その様子を見ると随分と私情混じりのようにも思えた。
「はぁ……貴様という人間が少し分かった気がする」
「同情するなら、せめて禍つ黒鉄には良いように伝えてくれ」
気に入られるために徹底的に尽くしている。
目的のためなら手段を選ばず、労力も惜しまない。
一度聞くだけでは狂ったように思える言説も、カラギという人間を理解すれば筋が通っているようにも思える。
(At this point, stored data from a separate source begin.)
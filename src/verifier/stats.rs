use serde::Serialize;

use crate::model::VerificationCriteria;
use crate::provider::ProviderKind;

/// Read-only snapshot of the verifier's effective configuration.
#[derive(Debug, Clone, PartialEq, Serialize)]
#[serde(rename_all = "camelCase")]
pub struct VerifierStats {
    pub provider: ProviderKind,
    pub model: String,
    pub fast_model: String,
    pub accurate_model: String,
    pub base_url: String,
    pub max_retries: u32,
    pub timeout_ms: u64,
    pub temperature: f32,
    pub max_tokens: u32,
    pub batch_size: usize,
    pub batch_delay_ms: u64,
    pub criteria: VerificationCriteria,
    pub error_reporting_enabled: bool,
    pub input_cost_per_1k: f64,
    pub output_cost_per_1k: f64,
}
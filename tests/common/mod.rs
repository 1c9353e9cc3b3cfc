#![allow(dead_code)]

pub mod fixtures;
pub mod upstream;
fn estimate_tokens(text: &str) -> u64 {
    text.chars().count().div_ceil(CHARS_PER_TOKEN) as u64
}

fn elapsed_ms(elapsed: Duration) -> u64 {
    u64::try_from(elapsed.as_millis()).unwrap_or(u64::MAX)
}
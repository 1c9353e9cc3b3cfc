//! Test fixtures for integration tests.

use serde_json::{Value, json};

use veracity::config::Config;
use veracity::provider::ProviderKind;

pub const TEST_API_KEY: &str = "sk-test-key";

/// A complete, schema-conforming verdict as the model would write it.
pub fn verdict_text(is_valid: bool, confidence: f64, reason: &str) -> String {
    json!({
        "isValid": is_valid,
        "confidence": confidence,
        "reason": reason,
        "issues": [],
        "suggestions": [],
        "categories": {
            "toxicity": {"passed": true, "score": 0.97, "explanation": "Polite"},
            "factuality": {"passed": is_valid, "score": confidence, "explanation": "Checked"},
            "coherence": {"passed": true, "score": 0.9, "explanation": "Clear"},
            "relevance": {"passed": true, "score": 0.85, "explanation": "On topic"},
            "safety": {"passed": true, "score": 0.99, "explanation": "Safe"}
        }
    })
    .to_string()
}

pub fn openai_completion(text: &str, prompt_tokens: u64, completion_tokens: u64) -> Value {
    json!({
        "id": "chatcmpl-test",
        "object": "chat.completion",
        "choices": [{
            "index": 0,
            "message": {"role": "assistant", "content": text},
            "finish_reason": "stop"
        }],
        "usage": {
            "prompt_tokens": prompt_tokens,
            "completion_tokens": completion_tokens,
            "total_tokens": prompt_tokens + completion_tokens
        }
    })
}

pub fn openai_error(message: &str, code: &str) -> Value {
    json!({"error": {"message": message, "type": "requests", "code": code}})
}

pub fn anthropic_message(text: &str, input_tokens: u64, output_tokens: u64) -> Value {
    json!({
        "id": "msg_test",
        "type": "message",
        "role": "assistant",
        "content": [{"type": "text", "text": text}],
        "usage": {"input_tokens": input_tokens, "output_tokens": output_tokens}
    })
}

pub fn gemini_response(text: &str, prompt_tokens: u64, candidate_tokens: u64) -> Value {
    json!({
        "candidates": [{
            "content": {"role": "model", "parts": [{"text": text}]},
            "finishReason": "STOP"
        }],
        "usageMetadata": {
            "promptTokenCount": prompt_tokens,
            "candidatesTokenCount": candidate_tokens,
            "totalTokenCount": prompt_tokens + candidate_tokens
        }
    })
}

pub fn huggingface_response(text: &str) -> Value {
    json!([{"generated_text": text}])
}

pub fn ollama_response(text: &str, prompt_eval: u64, eval: u64) -> Value {
    json!({
        "model": "llama3.1",
        "response": text,
        "done": true,
        "prompt_eval_count": prompt_eval,
        "eval_count": eval
    })
}

/// Config pointing `provider` at `base_url`, with fast batch pacing.
pub fn config_for(provider: ProviderKind, base_url: &str) -> Config {
    Config {
        provider,
        api_key: Some(TEST_API_KEY.to_string()),
        base_url: Some(base_url.to_string()),
        batch_delay_ms: 10,
        ..Default::default()
    }
}
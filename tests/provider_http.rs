//! Provider adapters against a local stub endpoint.

mod common;

use std::time::Duration;

use serde_json::json;

use veracity::is_retryable;
use veracity::provider::{
    AnthropicProvider, CallParams, GeminiProvider, HttpTransport, HuggingFaceProvider,
    LlmProvider, OllamaProvider, OpenAiProvider, TokenUsage,
};

use common::fixtures::{
    TEST_API_KEY, anthropic_message, gemini_response, huggingface_response, ollama_response,
    openai_completion, openai_error,
};
use common::upstream::{StubUpstream, closed_port_url};

fn params(model: &str) -> CallParams {
    CallParams {
        model: model.to_string(),
        temperature: 0.1,
        max_tokens: 256,
        timeout: Duration::from_secs(5),
    }
}

#[tokio::test]
async fn test_openai_request_and_response_shape() {
    let stub = StubUpstream::spawn().await;
    stub.reply(200, openai_completion("hello", 12, 3));
    let provider = OpenAiProvider::new(HttpTransport::new(stub.url(), TEST_API_KEY));

    let response = provider
        .invoke("verify this", &params("gpt-4o-mini"))
        .await
        .expect("call should succeed");

    assert_eq!(response.text, "hello");
    assert_eq!(response.usage, Some(TokenUsage::new(12, 3)));

    let request = &stub.requests()[0];
    assert_eq!(request.path, "/v1/chat/completions");
    assert_eq!(
        request.headers.get("authorization").map(String::as_str),
        Some("Bearer sk-test-key")
    );
    assert_eq!(request.body["model"], "gpt-4o-mini");
    assert_eq!(request.body["max_tokens"], 256);
    assert_eq!(request.body["messages"][0]["role"], "user");
    assert_eq!(request.body["messages"][0]["content"], "verify this");
}

#[tokio::test]
async fn test_openai_rate_limit_maps_to_retryable_error() {
    let stub = StubUpstream::spawn().await;
    stub.reply(
        429,
        openai_error("Rate limit reached for gpt-4o-mini", "rate_limit_exceeded"),
    );
    let provider = OpenAiProvider::new(HttpTransport::new(stub.url(), TEST_API_KEY));

    let err = provider
        .invoke("p", &params("gpt-4o-mini"))
        .await
        .unwrap_err();

    assert_eq!(err.status, Some(429));
    assert_eq!(err.code.as_deref(), Some("rate_limit_exceeded"));
    assert!(err.message.contains("Rate limit reached"));
    assert!(is_retryable(&err));
}

#[tokio::test]
async fn test_openai_auth_failure_is_terminal() {
    let stub = StubUpstream::spawn().await;
    stub.reply(
        401,
        openai_error("Incorrect API key provided", "invalid_api_key"),
    );
    let provider = OpenAiProvider::new(HttpTransport::new(stub.url(), "wrong"));

    let err = provider
        .invoke("p", &params("gpt-4o-mini"))
        .await
        .unwrap_err();

    assert_eq!(err.status, Some(401));
    assert!(!is_retryable(&err));
}

#[tokio::test]
async fn test_anthropic_request_and_response_shape() {
    let stub = StubUpstream::spawn().await;
    stub.reply(200, anthropic_message("verdict", 20, 7));
    let provider = AnthropicProvider::new(HttpTransport::new(stub.url(), TEST_API_KEY));

    let response = provider
        .invoke("judge", &params("claude-3-haiku-20240307"))
        .await
        .unwrap();

    assert_eq!(response.text, "verdict");
    assert_eq!(response.usage, Some(TokenUsage::new(20, 7)));

    let request = &stub.requests()[0];
    assert_eq!(request.path, "/v1/messages");
    assert_eq!(
        request.headers.get("x-api-key").map(String::as_str),
        Some(TEST_API_KEY)
    );
    assert_eq!(
        request.headers.get("anthropic-version").map(String::as_str),
        Some("2023-06-01")
    );
    assert_eq!(request.body["messages"][0]["content"], "judge");
    assert_eq!(request.body["max_tokens"], 256);
}

#[tokio::test]
async fn test_gemini_request_and_response_shape() {
    let stub = StubUpstream::spawn().await;
    stub.reply(200, gemini_response("ok", 30, 9));
    let provider = GeminiProvider::new(HttpTransport::new(stub.url(), TEST_API_KEY));

    let response = provider
        .invoke("judge", &params("gemini-1.5-flash"))
        .await
        .unwrap();

    assert_eq!(response.text, "ok");
    assert_eq!(response.usage, Some(TokenUsage::new(30, 9)));

    let request = &stub.requests()[0];
    assert_eq!(
        request.path,
        "/v1beta/models/gemini-1.5-flash:generateContent"
    );
    assert_eq!(
        request.headers.get("x-goog-api-key").map(String::as_str),
        Some(TEST_API_KEY)
    );
    assert_eq!(request.body["contents"][0]["parts"][0]["text"], "judge");
    assert_eq!(request.body["generationConfig"]["maxOutputTokens"], 256);
}

#[tokio::test]
async fn test_huggingface_has_no_usage() {
    let stub = StubUpstream::spawn().await;
    stub.reply(200, huggingface_response("generated"));
    let provider = HuggingFaceProvider::new(HttpTransport::new(stub.url(), TEST_API_KEY));

    let response = provider
        .invoke("judge", &params("mistralai/Mistral-7B-Instruct-v0.2"))
        .await
        .unwrap();

    assert_eq!(response.text, "generated");
    assert!(response.usage.is_none());

    let request = &stub.requests()[0];
    assert_eq!(request.path, "/models/mistralai/Mistral-7B-Instruct-v0.2");
    assert_eq!(request.body["inputs"], "judge");
    assert_eq!(request.body["parameters"]["max_new_tokens"], 256);
    assert_eq!(request.body["parameters"]["return_full_text"], false);
}

#[tokio::test]
async fn test_huggingface_model_loading_error() {
    let stub = StubUpstream::spawn().await;
    stub.reply(503, json!({"error": "Model is currently loading"}));
    let provider = HuggingFaceProvider::new(HttpTransport::new(stub.url(), TEST_API_KEY));

    let err = provider.invoke("judge", &params("m")).await.unwrap_err();
    assert_eq!(err.status, Some(503));
    assert!(err.message.contains("Model is currently loading"));
    assert!(is_retryable(&err));
}

#[tokio::test]
async fn test_ollama_request_and_response_shape() {
    let stub = StubUpstream::spawn().await;
    stub.reply(200, ollama_response("local verdict", 40, 11));
    let provider = OllamaProvider::new(HttpTransport::new(stub.url(), ""));

    let response = provider.invoke("judge", &params("llama3.1")).await.unwrap();

    assert_eq!(response.text, "local verdict");
    assert_eq!(response.usage, Some(TokenUsage::new(40, 11)));

    let request = &stub.requests()[0];
    assert_eq!(request.path, "/api/generate");
    assert!(!request.headers.contains_key("authorization"));
    assert_eq!(request.body["stream"], false);
    assert_eq!(request.body["options"]["num_predict"], 256);
}

#[tokio::test]
async fn test_connection_refused_is_retryable() {
    let provider = OpenAiProvider::new(HttpTransport::new(closed_port_url().await, TEST_API_KEY));

    let err = provider
        .invoke("p", &params("gpt-4o-mini"))
        .await
        .unwrap_err();

    assert!(err.status.is_none());
    assert_eq!(err.code.as_deref(), Some("ECONNREFUSED"));
    assert_eq!(err.kind(), "transport");
    assert!(is_retryable(&err));
}

#[tokio::test]
async fn test_request_timeout_is_retryable() {
    let stub = StubUpstream::spawn().await;
    stub.delay(Duration::from_secs(2))
        .reply(200, openai_completion("late", 1, 1));
    let provider = OpenAiProvider::new(HttpTransport::new(stub.url(), TEST_API_KEY));

    let mut call = params("gpt-4o-mini");
    call.timeout = Duration::from_millis(100);
    let err = provider.invoke("p", &call).await.unwrap_err();

    assert_eq!(err.code.as_deref(), Some("ETIMEDOUT"));
    assert!(is_retryable(&err));
}
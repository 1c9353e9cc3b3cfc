use std::io;

use thiserror::Error;

/// Observability write failures. Never escape a verification; callers log and drop them.
#[derive(Debug, Error)]
pub enum SinkError {
    #[error("metrics sink I/O error: {0}")]
    Io(#[from] io::Error),

    #[error("failed to encode metrics record: {0}")]
    Encode(#[from] serde_json::Error),

    #[error("metrics sink unavailable: {0}")]
    Unavailable(String),
}

pub type SinkResult<T> = Result<T, SinkError>;
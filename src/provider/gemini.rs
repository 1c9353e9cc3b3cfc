use async_trait::async_trait;
use serde::{Deserialize, Serialize};
use tracing::instrument;

use super::descriptor::{GEMINI, ProviderDescriptor};
use super::{CallParams, HttpTransport, LlmProvider, ProviderError, RawProviderResponse, TokenUsage};

/// Google Gemini `generateContent` adapter.
#[derive(Debug, Clone)]
pub struct GeminiProvider {
    transport: HttpTransport,
}

impl GeminiProvider {
    pub fn new(transport: HttpTransport) -> Self {
        Self { transport }
    }

    fn endpoint(&self, model: &str) -> String {
        self.transport
            .url(&format!("/v1beta/models/{}:generateContent", model))
    }
}

#[derive(Debug, Serialize)]
#[serde(rename_all = "camelCase")]
struct GenerateRequest<'a> {
    contents: [Content<'a>; 1],
    generation_config: GenerationConfig,
}

#[derive(Debug, Serialize)]
struct Content<'a> {
    role: &'static str,
    parts: [Part<'a>; 1],
}

#[derive(Debug, Serialize)]
struct Part<'a> {
    text: &'a str,
}

#[derive(Debug, Serialize)]
#[serde(rename_all = "camelCase")]
struct GenerationConfig {
    temperature: f32,
    max_output_tokens: u32,
}

#[derive(Debug, Deserialize)]
#[serde(rename_all = "camelCase")]
struct GenerateResponse {
    #[serde(default)]
    candidates: Vec<Candidate>,
    usage_metadata: Option<UsageMetadata>,
}

#[derive(Debug, Deserialize)]
struct Candidate {
    content: Option<CandidateContent>,
}

#[derive(Debug, Deserialize)]
struct CandidateContent {
    #[serde(default)]
    parts: Vec<CandidatePart>,
}

#[derive(Debug, Deserialize)]
struct CandidatePart {
    text: Option<String>,
}

#[derive(Debug, Deserialize)]
#[serde(rename_all = "camelCase")]
struct UsageMetadata {
    prompt_token_count: Option<u64>,
    candidates_token_count: Option<u64>,
}

#[async_trait]
impl LlmProvider for GeminiProvider {
    fn descriptor(&self) -> &'static ProviderDescriptor {
        &GEMINI
    }

    #[instrument(skip(self, prompt), fields(provider = "gemini", model = %params.model))]
    async fn invoke(
        &self,
        prompt: &str,
        params: &CallParams,
    ) -> Result<RawProviderResponse, ProviderError> {
        let body = GenerateRequest {
            contents: [Content {
                role: "user",
                parts: [Part { text: prompt }],
            }],
            generation_config: GenerationConfig {
                temperature: params.temperature,
                max_output_tokens: params.max_tokens,
            },
        };
        let headers = [("x-goog-api-key", self.transport.api_key().to_string())];

        let response: GenerateResponse = self
            .transport
            .post_json(
                GEMINI.kind.as_str(),
                &self.endpoint(&params.model),
                &headers,
                &body,
                params.timeout,
            )
            .await?;

        let text = response
            .candidates
            .into_iter()
            .next()
            .and_then(|c| c.content)
            .map(|c| {
                c.parts
                    .into_iter()
                    .filter_map(|p| p.text)
                    .collect::<Vec<_>>()
                    .join("")
            })
            .unwrap_or_default();
        let usage = response.usage_metadata.and_then(|u| {
            TokenUsage::from_counts(u.prompt_token_count, u.candidates_token_count)
        });

        Ok(RawProviderResponse { text, usage })
    }
}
「一等市民推薦枠を対価に、対軍務局の協定を結べと。細かな交渉はどうする?」
「次回で構わない。次こそは君らの首領が来てくれるだろうからな」
ここまで大きな交渉を部下に預ける人間ではない。
興味を引く対価も提示出来た。
カラギからすれば、これで最大限の成果と言えるだろう。
一方で、ロウはこの条件に懐疑的だ。
「……だが、本当にいいのか? 裏社会の人間に一等市民推薦枠を渡すなどと」
悪党を特権階級に据えるというのだ。
一等市民は不可侵な存在であり、吐いた言葉の一つ一つが法的拘束力を持つ。
秩序を守る魔法省からすれば敵を増やしかねない行為だ。
そんな疑問に、カラギは愉快そうに人差し指を立てる。
「例えば君が目的地に向かっているとして。もし道中を塞ぐように倒木が横たわっていたらどうする」
「……何が言いたい?」
「簡単な論理思考テストだ。難しく考えなくていい」
唐突な話題に困惑しつつも、ロウは渋々と返答する。
「可能なら退かすだろうが、回り道をした方が早いのであればそうするだろう」
「ではもし、それが倒木でなく人間ならどうする?」
「無闇に殺して、捜査に追われるようなリスクは抱えるべきではない」
あくまで安全第一に。
やむを得ず殺すこともあるが、好き好んで命を奪うような真似はしない。
そこに利益があるかどうかが重要だ。
「なら、君らの首領ならどうする?」
「殺すだろうな。躊躇もせず」
道を塞ぐ者たちを殺し、目撃者も消し去って。
捜査の手が及ぶようであればそちらも排除することだろう。
「だが無害な者まで手に掛けることはしない。そうだろう?」
自らの障害とならない人々は対象とならない。
あくまで目的地へ向かうために邪魔な存在を退かしているだけにすぎない。
「悪党にも種類がある。目的のために犯罪に手を染めるか、犯罪そのものが目的か……大まかに言えばその二通りだ」
カラギはそう言って、ロウを見据える。
「前者のような人間は目的さえ果たせば害はない。カラミティの構成員はそういうタイプだろう?」
だから、一等市民にしても社会を脅かすことはない。
これがネジの外れた快楽殺人者などであれば話は別だが、少なくともカラギはそう評価しているようだった。